[[ Dataset entries, beginning ]]

//! Client configuration loading.

use std::path::{Path, PathBuf};

use anyhow::{Context, Result};
use serde::{Deserialize, Serialize};

use quizdrill_core::results::DEFAULT_PASS_THRESHOLD;

/// Top-level quizdrill configuration.
///
/// Note: Custom Debug impl masks the API token to prevent accidental
/// exposure in logs.
#[derive(Clone, Serialize, Deserialize)]
pub struct ClientConfig {
    /// Base URL of the quiz platform API.
    #[serde(default = "default_base_url")]
    pub base_url: String,
    /// Bearer token for the API. Supports `${VAR}` references.
    #[serde(default)]
    pub api_token: Option<String>,
    /// Request timeout in seconds.
    #[serde(default = "default_timeout")]
    pub timeout_secs: u64,
    /// Pass threshold (0-100) used for the generic results summary.
    #[serde(default = "default_pass_threshold")]
    pub pass_threshold: f64,
}

impl std::fmt::Debug for ClientConfig {
    fn fmt(&self, f: &mut std::fmt::Formatter<'_>) -> std::fmt::Result {
        f.debug_struct("ClientConfig")
            .field("base_url", &self.base_url)
            .field("api_token", &self.api_token.as_ref().map(|_| "***"))
            .field("timeout_secs", &self.timeout_secs)
            .field("pass_threshold", &self.pass_threshold)
            .finish()
    }
}

fn default_base_url() -> String {
    "http://localhost:8080".to_string()
}

fn default_timeout() -> u64 {
    30
}

fn default_pass_threshold() -> f64 {
    DEFAULT_PASS_THRESHOLD
}

impl Default for ClientConfig {
    fn default() -> Self {
        Self {
            base_url: default_base_url(),
            api_token: None,
            timeout_secs: default_timeout(),
            pass_threshold: default_pass_threshold(),
        }
    }
}

/// Expand `${VAR}` references against the process environment. Unset
/// variables expand to the empty string; an unterminated reference is left
/// as-is.
fn expand_env(input: &str) -> String {
    let mut out = String::with_capacity(input.len());
    let mut rest = input;
    while let Some(start) = rest.find("${") {
        let Some(len) = rest[start + 2..].find('}') else {
            break;
        };
        out.push_str(&rest[..start]);
        let name = &rest[start + 2..start + 2 + len];
        if let Ok(value) = std::env::var(name) {
            out.push_str(&value);
        }
        rest = &rest[start + 2 + len + 1..];
    }
    out.push_str(rest);
    out
}

/// Load configuration from well-known paths.
///
/// Search order:
/// 1. `quizdrill.toml` in the current directory
/// 2. `~/.config/quizdrill/config.toml`
///
/// Environment variable overrides: `QUIZDRILL_TOKEN`, `QUIZDRILL_BASE_URL`.
pub fn load_config() -> Result<ClientConfig> {
    load_config_from(None)
}

/// Load config from an explicit path, or search the default locations.
pub fn load_config_from(path: Option<&Path>) -> Result<ClientConfig> {
    let config_path = if let Some(p) = path {
        if p.exists() {
            Some(p.to_path_buf())
        } else {
            anyhow::bail!("config file not found: {}", p.display());
        }
    } else {
        let local = PathBuf::from("quizdrill.toml");
        if local.exists() {
            Some(local)
        } else if let Some(home) = dirs_path() {
            let global = home.join("config.toml");
            if global.exists() {
                Some(global)
            } else {
                None
            }
        } else {
            None
        }
    };

    let mut config = match config_path {
        Some(path) => {
            let content = std::fs::read_to_string(&path)
                .with_context(|| format!("failed to read config: {}", path.display()))?;
            toml::from_str::<ClientConfig>(&content)
                .with_context(|| format!("failed to parse config: {}", path.display()))?
        }
        None => ClientConfig::default(),
    };

    // Apply env var overrides
    if let Ok(token) = std::env::var("QUIZDRILL_TOKEN") {
        config.api_token = Some(token);
    }
    if let Ok(url) = std::env::var("QUIZDRILL_BASE_URL") {
        config.base_url = url;
    }

    // Resolve env vars in the token
    config.api_token = config.api_token.map(|t| expand_env(&t));
    config.base_url = expand_env(&config.base_url);

    Ok(config)
}

fn dirs_path() -> Option<PathBuf> {
    std::env::var("HOME")
        .ok()
        .map(|h| PathBuf::from(h).join(".config").join("quizdrill"))
}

[[ Dataset entries, end ]]

What is needed. Above are some lines. Repeat exactly, and only, those from the line that has "config.base_url = url;" through the line that has "fn dirs_path() ->".

Problem solution.
        config.base_url = url;
    }

    // Resolve env vars in the token
    config.api_token = config.api_token.map(|t| expand_env(&t));
    config.base_url = expand_env(&config.base_url);

    Ok(config)
}

fn dirs_path() -> Option<PathBuf> {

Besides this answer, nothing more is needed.